New York, NY Four Suffocated by Gas, Apr 1902

FOUR SUFFOCATED BY GAS

Tragedy Followed Celebration of Young Man's Engagement

Bodies of the Bridegroom-to-Be, His Mother, Sister, and a Girl Friend Found by His Business Partner.

Esther Kohen, fifty years old, a widow; her son Henry, twenty-three; a daughter, Lena, seventeen, and a Hungarian friend, Edith Flow, sixteen, were found dead from illuminating gas at 8 o'clock last night in the apartments of the Kohens at 1157 Third Avenue. A gas jet was turned on in the parlor, where Henry lay dead on a lounge.

The three women were undressed and in one bed in the bedroom. All the windows, fanlights, and outer doors were closed. There was an engagement celebration at the Kohen apartment Monday night, to celebrate the betrothal of Henry Kohen to Miss Eva Ginsberg, daughter of Moses Ginsberg of 46 Allen Street. The festivities were attended by a number of friends invited by Henry and his fiancee.

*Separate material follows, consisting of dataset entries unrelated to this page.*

//! ダッシュボードのセッション状態
//!
//! フィルター条件とページ番号を保持し、条件が変わるたびに
//! 表示用の集計結果（`DashboardView`）を丸ごと作り直す。

use chrono::NaiveDate;
use tracing::{debug, info};

use super::app_context::AppContext;
use super::models::{ActiveTab, ChatMessage};
use super::pagination::{Page, Pagination};
use super::presenter::Presenter;
use crate::analytics::{DensityGrid, GridRange, TimeSeries, TopUsersRanking};
use crate::chat_management::FilterCriteria;
use crate::ChatboardResult;

/// 1回の再計算で得られる表示データ
#[derive(Debug, Clone)]
pub struct DashboardView {
    pub filtered: Vec<ChatMessage>,
    pub grid: DensityGrid,
    pub series: TimeSeries,
    pub ranking: Option<TopUsersRanking>,
    /// 日付選択肢（絞り込み結果が空ならデータ全体の日付）
    pub filtered_dates: Vec<NaiveDate>,
}

fn distinct_dates(messages: &[ChatMessage]) -> Vec<NaiveDate> {
    let mut dates: Vec<NaiveDate> = messages.iter().map(ChatMessage::date).collect();
    dates.sort_unstable();
    dates.dedup();
    dates
}

impl DashboardView {
    fn compute(context: &AppContext, criteria: &FilterCriteria) -> Self {
        let filtered = criteria.filter_messages(context.messages());

        let grid = match context.resolve_range(criteria) {
            Some(range) => DensityGrid::build(&filtered, range),
            None => {
                let at = chrono::NaiveDateTime::MIN;
                DensityGrid::empty(GridRange::new(at, at))
            }
        };
        let series = TimeSeries::from_grid(&grid);
        let ranking = TopUsersRanking::compute(&filtered, context.display().top_n);

        let filtered_dates = if filtered.is_empty() {
            distinct_dates(context.messages())
        } else {
            distinct_dates(&filtered)
        };

        Self {
            filtered,
            grid,
            series,
            ranking,
            filtered_dates,
        }
    }
}

/// 対話的なダッシュボードセッション
pub struct DashboardSession<'a> {
    context: &'a AppContext,
    criteria: FilterCriteria,
    current_page: usize,
    active_tab: ActiveTab,
    view: DashboardView,
}

impl<'a> DashboardSession<'a> {
    /// 条件なしの状態でセッションを開始
    pub fn new(context: &'a AppContext) -> Self {
        Self::with_criteria(context, FilterCriteria::default())
    }

    pub fn with_criteria(context: &'a AppContext, criteria: FilterCriteria) -> Self {
        let view = DashboardView::compute(context, &criteria);
        Self {
            context,
            criteria,
            current_page: 1,
            active_tab: ActiveTab::default(),
            view,
        }
    }

    /// フィルター条件を適用して全体を再計算する（ページは1に戻る）
    pub fn apply_filter(&mut self, criteria: FilterCriteria) {
        self.view = DashboardView::compute(self.context, &criteria);
        self.criteria = criteria;
        self.current_page = 1;

        info!(
            filters = self.criteria.active_filter_count(),
            rows = self.view.filtered.len(),
            "🔍 Filter applied"
        );
    }

    /// 条件をすべて解除する
    pub fn clear_filters(&mut self) {
        self.apply_filter(FilterCriteria::default());
    }

    pub fn criteria(&self) -> &FilterCriteria {
        &self.criteria
    }

    pub fn context(&self) -> &AppContext {
        self.context
    }

    pub fn view(&self) -> &DashboardView {
        &self.view
    }

    pub fn active_tab(&self) -> ActiveTab {
        self.active_tab
    }

    pub fn set_active_tab(&mut self, tab: ActiveTab) {
        self.active_tab = tab;
    }

    pub fn pagination(&self) -> Pagination {
        Pagination::new(self.view.filtered.len(), self.context.display().rows_per_page)
    }

    pub fn current_page(&self) -> usize {
        self.current_page
    }

    /// ページを移動する。範囲外の番号は1ページ目になる
    pub fn set_page(&mut self, page: usize) -> usize {
        self.current_page = self.pagination().clamp_page(page);
        debug!(page = self.current_page, "📄 Page changed");
        self.current_page
    }

    /// 次のページ（最終ページではそのまま）
    pub fn next_page(&mut self) -> usize {
        let total = self.pagination().total_pages();
        if self.current_page < total {
            self.set_page(self.current_page + 1)
        } else {
            self.current_page
        }
    }

    /// 前のページ（1ページ目ではそのまま）
    pub fn prev_page(&mut self) -> usize {
        self.set_page(self.current_page.saturating_sub(1).max(1))
    }

    /// 現在のページの行
    pub fn page(&self) -> Page<'_, ChatMessage> {
        self.pagination().page(&self.view.filtered, self.current_page)
    }

    /// 表示中のタブを描画する
    pub fn render(&self, presenter: &mut dyn Presenter) -> ChatboardResult<()> {
        match self.active_tab {
            ActiveTab::Analytics => {
                presenter.render_density_grid(&self.view.grid)?;
                presenter.render_time_series(&self.view.series)?;
                presenter.render_ranked_bar(self.view.ranking.as_ref())?;
                presenter.render_table(&self.page())?;
            }
            ActiveTab::EmoteTable => self.render_emotes(presenter)?,
        }
        presenter.finish()
    }

    /// 絵文字対照表を描画する
    pub fn render_emotes(&self, presenter: &mut dyn Presenter) -> ChatboardResult<()> {
        presenter.render_emote_table(&self.context.emote_usage())
    }
}

#[cfg(test)]
mod tests {
    use super::*;
    use crate::analytics::EmoteUsage;
    use crate::chat_management::EmoteMap;
    use crate::dashboard::config_manager::DisplayConfig;
    use chrono::NaiveDateTime;

    fn ts(s: &str) -> NaiveDateTime {
        NaiveDateTime::parse_from_str(s, "%Y-%m-%d %H:%M").unwrap()
    }

    fn context(rows_per_page: usize) -> AppContext {
        let emotes = EmoteMap::new();
        let messages = vec![
            ChatMessage::new("1", "A", ts("2024-01-01 09:10"), Some("hi".into()), &emotes),
            ChatMessage::new("1", "A", ts("2024-01-01 09:40"), Some("again".into()), &emotes),
            ChatMessage::new("2", "B", ts("2024-01-01 11:05"), Some("yo".into()), &emotes),
            ChatMessage::new("3", "C", ts("2024-01-03 20:00"), None, &emotes),
        ];
        let display = DisplayConfig {
            rows_per_page,
            ..DisplayConfig::default()
        };
        AppContext::from_parts(messages, emotes, display)
    }

    /// 呼ばれた描画の順序を記録する
    #[derive(Default)]
    struct Recorder {
        calls: Vec<String>,
    }

    impl Presenter for Recorder {
        fn render_density_grid(&mut self, grid: &DensityGrid) -> ChatboardResult<()> {
            self.calls.push(format!("grid:{}", grid.len()));
            Ok(())
        }

        fn render_time_series(&mut self, series: &TimeSeries) -> ChatboardResult<()> {
            self.calls.push(format!("series:{}", series.len()));
            Ok(())
        }

        fn render_ranked_bar(&mut self, ranking: Option<&TopUsersRanking>) -> ChatboardResult<()> {
            self.calls
                .push(format!("ranking:{}", ranking.map_or(0, TopUsersRanking::len)));
            Ok(())
        }

        fn render_table(&mut self, page: &Page<'_, ChatMessage>) -> ChatboardResult<()> {
            self.calls
                .push(format!("table:{}/{}", page.number, page.total_pages));
            Ok(())
        }

        fn render_emote_table(&mut self, emotes: &[EmoteUsage]) -> ChatboardResult<()> {
            self.calls.push(format!("emotes:{}", emotes.len()));
            Ok(())
        }

        fn render_error(&mut self, message: &str) -> ChatboardResult<()> {
            self.calls.push(format!("error:{message}"));
            Ok(())
        }
    }

    #[test]
    fn test_initial_view_covers_dataset() {
        let context = context(10);
        let session = DashboardSession::new(&context);
        let view = session.view();

        assert_eq!(view.filtered.len(), 4);
        // 1/1〜1/3 の3日 × 24時間
        assert_eq!(view.grid.len(), 72);
        assert_eq!(view.series.len(), 72);
        assert_eq!(view.filtered_dates.len(), 2);
        assert_eq!(view.ranking.as_ref().unwrap().ranked()[0].author, "A");
    }

    #[test]
    fn test_apply_filter_recomputes_and_resets_page() {
        let context = context(1);
        let mut session = DashboardSession::new(&context);
        assert_eq!(session.set_page(3), 3);

        session.apply_filter(FilterCriteria::new().with_author("a"));
        let view = session.view();

        assert_eq!(session.current_page(), 1);
        assert_eq!(view.filtered.len(), 2);
        assert_eq!(view.grid.total_count(), 2);
        assert_eq!(
            view.filtered_dates,
            vec![NaiveDate::from_ymd_opt(2024, 1, 1).unwrap()]
        );
        // 期間は引き続きデータ全体
        assert_eq!(view.grid.len(), 72);
    }

    #[test]
    fn test_empty_result_is_not_an_error() {
        let context = context(10);
        let mut session = DashboardSession::new(&context);
        session.apply_filter(FilterCriteria::new().with_text("nothing matches this"));

        let view = session.view();
        assert!(view.filtered.is_empty());
        assert!(view.ranking.is_none());
        // 日付選択肢はデータ全体にフォールバックする
        assert_eq!(
            view.filtered_dates,
            vec![
                NaiveDate::from_ymd_opt(2024, 1, 1).unwrap(),
                NaiveDate::from_ymd_opt(2024, 1, 3).unwrap(),
            ]
        );
        assert_eq!(view.grid.total_count(), 0);

        let mut recorder = Recorder::default();
        session.render(&mut recorder).unwrap();
        assert_eq!(
            recorder.calls,
            vec!["grid:72", "series:72", "ranking:0", "table:1/1"]
        );
    }

    #[test]
    fn test_single_message_without_match_keeps_its_date() {
        let emotes = EmoteMap::new();
        let messages = vec![ChatMessage::new(
            "1",
            "A",
            ts("2024-01-01 09:00"),
            Some("hello".into()),
            &emotes,
        )];
        let context = AppContext::from_parts(messages, emotes, DisplayConfig::default());
        let session =
            DashboardSession::with_criteria(&context, FilterCriteria::new().with_text("nomatch"));

        assert!(session.view().filtered.is_empty());
        assert_eq!(
            session.view().filtered_dates,
            vec![NaiveDate::from_ymd_opt(2024, 1, 1).unwrap()]
        );
    }

    #[test]
    fn test_time_range_marks_cells_out_of_range() {
        let context = context(10);
        let mut session = DashboardSession::new(&context);
        session.apply_filter(
            FilterCriteria::new()
                .with_time_range(Some(ts("2024-01-01 10:00")), Some(ts("2024-01-01 12:00"))),
        );

        let view = session.view();
        assert_eq!(view.filtered.len(), 1);
        assert_eq!(view.grid.len(), 24);
        assert_eq!(view.series.len(), 3);
        assert!(view.grid.cells()[9].is_out_of_range());
    }

    #[test]
    fn test_page_navigation() {
        let context = context(3);
        let mut session = DashboardSession::new(&context);

        assert_eq!(session.prev_page(), 1);
        assert_eq!(session.next_page(), 2);
        assert_eq!(session.next_page(), 2);
        assert_eq!(session.page().items.len(), 1);
        assert_eq!(session.set_page(9), 1);
    }

    #[test]
    fn test_render_emote_tab() {
        let context = context(10);
        let mut session = DashboardSession::new(&context);
        session.set_active_tab(ActiveTab::EmoteTable);

        let mut recorder = Recorder::default();
        session.render(&mut recorder).unwrap();
        assert_eq!(recorder.calls, vec!["emotes:0"]);
    }

    #[test]
    fn test_clear_filters() {
        let context = context(10);
        let mut session = DashboardSession::new(&context);
        session.apply_filter(FilterCriteria::new().with_id("2"));
        assert_eq!(session.view().filtered.len(), 1);

        session.clear_filters();
        assert!(!session.criteria().is_active());
        assert_eq!(session.view().filtered.len(), 4);
    }
}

The dancing and other amusements were kept up until 2 o'clock yesterday morning. Henry's sweetheart and her father then left to go to her own home and the Kohens retired.

Edith Flow decided, on the invitation of the Kohens, to spend the night there. Henry Kohen was partner in a bicycle business, at Third Avenue and Ninety-Third Street, with Meyer Karonsky of 217 East Ninety-Fifth Street. Kohen not having appeared at the store all day, Karonsky went to Kohen's home to ascertain the reason.

Not receiving any response to his knocking, and smelling gas, he became alarmed and forced in the door. Accompanied by Mrs. Clara Berente, who lives on the same floor, he went in and threw open the windows, and then the bodies were discovered. The gas in the room where the women lay dead was not turned on and, in the kitchen, the gas was burning low.

Policeman O'Neill of the East Eighty-Eighth Street Station was called in. He sent to the Presbyterian Hospital for an ambulance, which arrived in charge of Dr. Keatber. The surgeon said that all four had been dead many hours. So far as could be learned, there had been no quarrel in the flat Monday night. None of the neighbors knew the residence of the Flow girl.